Segment Open
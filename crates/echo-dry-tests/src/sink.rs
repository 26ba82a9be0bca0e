// SPDX-License-Identifier: Apache-2.0
// © James Ross Ω FLYING•ROBOTS <https://github.com/flyingrobots>
//! Recording command sink.

use echo_renderer_port::{
    BufferId, DataSlotId, DisplayId, RendererCommand, SceneCommandSink, SceneId,
};

/// [`SceneCommandSink`] that records every call as a [`RendererCommand`].
///
/// Display buffer assignments are answered with a scriptable flag
/// (accepted by default).
#[derive(Clone, Debug)]
pub struct RecordingCommandSink {
    log: Vec<RendererCommand>,
    unread: usize,
    accept_assignments: bool,
}

impl Default for RecordingCommandSink {
    fn default() -> Self {
        Self {
            log: Vec::new(),
            unread: 0,
            accept_assignments: true,
        }
    }
}

impl RecordingCommandSink {
    /// Create an empty sink accepting assignments.
    pub fn new() -> Self {
        Self::default()
    }

    /// Answer subsequent assignment requests with `accept`.
    pub fn set_accept_assignments(&mut self, accept: bool) {
        self.accept_assignments = accept;
    }

    /// Every command recorded so far.
    pub fn commands(&self) -> &[RendererCommand] {
        &self.log
    }

    /// Commands recorded for `scene`.
    pub fn commands_for(&self, scene: SceneId) -> Vec<RendererCommand> {
        self.log
            .iter()
            .copied()
            .filter(|command| command.scene() == scene)
            .collect()
    }

    /// Commands recorded since the previous call, oldest first.
    pub fn take_new(&mut self) -> Vec<RendererCommand> {
        let fresh = self.log[self.unread..].to_vec();
        self.unread = self.log.len();
        fresh
    }

    /// Forget everything recorded so far.
    pub fn clear(&mut self) {
        self.log.clear();
        self.unread = 0;
    }

    fn record(&mut self, command: RendererCommand) {
        self.log.push(command);
    }
}

impl SceneCommandSink for RecordingCommandSink {
    fn handle_scene_subscription_request(&mut self, scene: SceneId) {
        self.record(RendererCommand::SubscribeScene { scene });
    }

    fn handle_scene_unsubscription_request(&mut self, scene: SceneId, indirect: bool) {
        self.record(RendererCommand::UnsubscribeScene { scene, indirect });
    }

    fn handle_scene_mapping_request(&mut self, scene: SceneId, display: DisplayId) {
        self.record(RendererCommand::MapScene { scene, display });
    }

    fn handle_scene_unmapping_request(&mut self, scene: SceneId) {
        self.record(RendererCommand::UnmapScene { scene });
    }

    fn handle_scene_show_request(&mut self, scene: SceneId) {
        self.record(RendererCommand::ShowScene { scene });
    }

    fn handle_scene_hide_request(&mut self, scene: SceneId) {
        self.record(RendererCommand::HideScene { scene });
    }

    fn handle_scene_display_buffer_assignment_request(
        &mut self,
        scene: SceneId,
        buffer: Option<BufferId>,
        render_order: i32,
    ) -> bool {
        self.record(RendererCommand::AssignSceneDisplayBuffer {
            scene,
            buffer,
            render_order,
        });
        self.accept_assignments
    }

    fn handle_scene_data_link_request(
        &mut self,
        provider: SceneId,
        provider_slot: DataSlotId,
        consumer: SceneId,
        consumer_slot: DataSlotId,
    ) {
        self.record(RendererCommand::LinkData {
            provider,
            provider_slot,
            consumer,
            consumer_slot,
        });
    }

    fn handle_buffer_to_scene_data_link_request(
        &mut self,
        buffer: BufferId,
        consumer: SceneId,
        consumer_slot: DataSlotId,
    ) {
        self.record(RendererCommand::LinkBuffer {
            buffer,
            consumer,
            consumer_slot,
        });
    }

    fn handle_data_unlink_request(&mut self, consumer: SceneId, consumer_slot: DataSlotId) {
        self.record(RendererCommand::UnlinkData {
            consumer,
            consumer_slot,
        });
    }
}
//! Demo sessions.
//!
//! Each demo bundles a system prompt, a default user request, and a
//! registry of mock tools. Tools can be declared under either calling
//! convention so the same session can be compared schema against grammar.

pub(crate) mod email_triage;
pub(crate) mod price_compare;
pub(crate) mod simple_price;
pub(crate) mod todos;

use clap::ValueEnum;
use serde_json::Value;
use tokio_util::sync::CancellationToken;
use toolloop::tool::{
    Grammar, JsonSchema, LoopConfig, SessionRun, StepOutcome, ToolDeclaration, ToolLoop,
    ToolRegistry,
};
use toolloop::{DynInferenceClient, GenerationConfig, ReasoningEffort};
use tracing::info;

/// How a demo declares its tools.
#[derive(Debug, Clone, Copy, PartialEq, Eq, ValueEnum)]
pub(crate) enum Convention {
    /// `function` tools with JSON Schema parameters.
    Schema,
    /// `custom` tools constrained by a Lark grammar.
    Grammar,
}

impl Convention {
    /// Builds a declaration under this convention from both variants.
    fn declare(
        self,
        name: &str,
        description: &str,
        schema: Value,
        grammar: &str,
    ) -> ToolDeclaration {
        match self {
            Self::Schema => ToolDeclaration::schema(name, description, JsonSchema::new(schema)),
            Self::Grammar => ToolDeclaration::grammar(name, description, Grammar::lark(grammar)),
        }
    }
}

/// A ready-to-run demo.
pub(crate) struct Demo<Ctx = ()>
where
    Ctx: Send + Sync + 'static,
{
    pub name: &'static str,
    pub system: &'static str,
    pub user: String,
    pub registry: ToolRegistry<Ctx>,
    /// Model used when none is configured.
    pub model: &'static str,
    /// Reasoning effort used when none is configured.
    pub reasoning_effort: ReasoningEffort,
}

/// Loop and generation settings for one run.
#[derive(Debug, Clone, Default)]
pub(crate) struct RunOptions {
    pub config: LoopConfig,
    pub generation: GenerationConfig,
}

/// Runs a demo to completion, logging every round's tool calls.
pub(crate) async fn run<Ctx: Send + Sync + 'static>(
    client: &dyn DynInferenceClient,
    demo: Demo<Ctx>,
    ctx: &Ctx,
    options: RunOptions,
    cancel: &CancellationToken,
) -> SessionRun {
    let Demo {
        name,
        system,
        user,
        registry,
        ..
    } = demo;
    info!(
        demo = name,
        tools = registry.len(),
        mode = ?options.config.response_mode,
        parallel = options.config.parallel_dispatch,
        "session start"
    );

    let tool_loop = ToolLoop::new(client, &registry, options.config).with_generation(options.generation);
    let mut session = tool_loop.session(system, user);

    let result = loop {
        match tool_loop.step(&mut session, ctx, cancel).await {
            Ok(StepOutcome::Continue { .. }) => {
                if let Some(round) = session.rounds().last() {
                    for (call, result) in round.invocations.iter().zip(&round.results) {
                        info!(
                            round = round.number,
                            tool = %call.tool_name,
                            args = %call.raw_arguments,
                            is_error = result.is_error,
                            "tool requested"
                        );
                    }
                }
            }
            Ok(StepOutcome::Finished(outcome)) => break Ok(outcome),
            Err(e) => break Err(e),
        }
    };

    let usage = session.usage();
    info!(
        demo = name,
        rounds = session.round(),
        tool_calls = session.tool_call_count(),
        input_tokens = usage.input_tokens,
        output_tokens = usage.output_tokens,
        "session end"
    );

    SessionRun { session, result }
}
Segment Closed
In the data above, how many lines contain the string "BufferId"? Answer with the number only.

3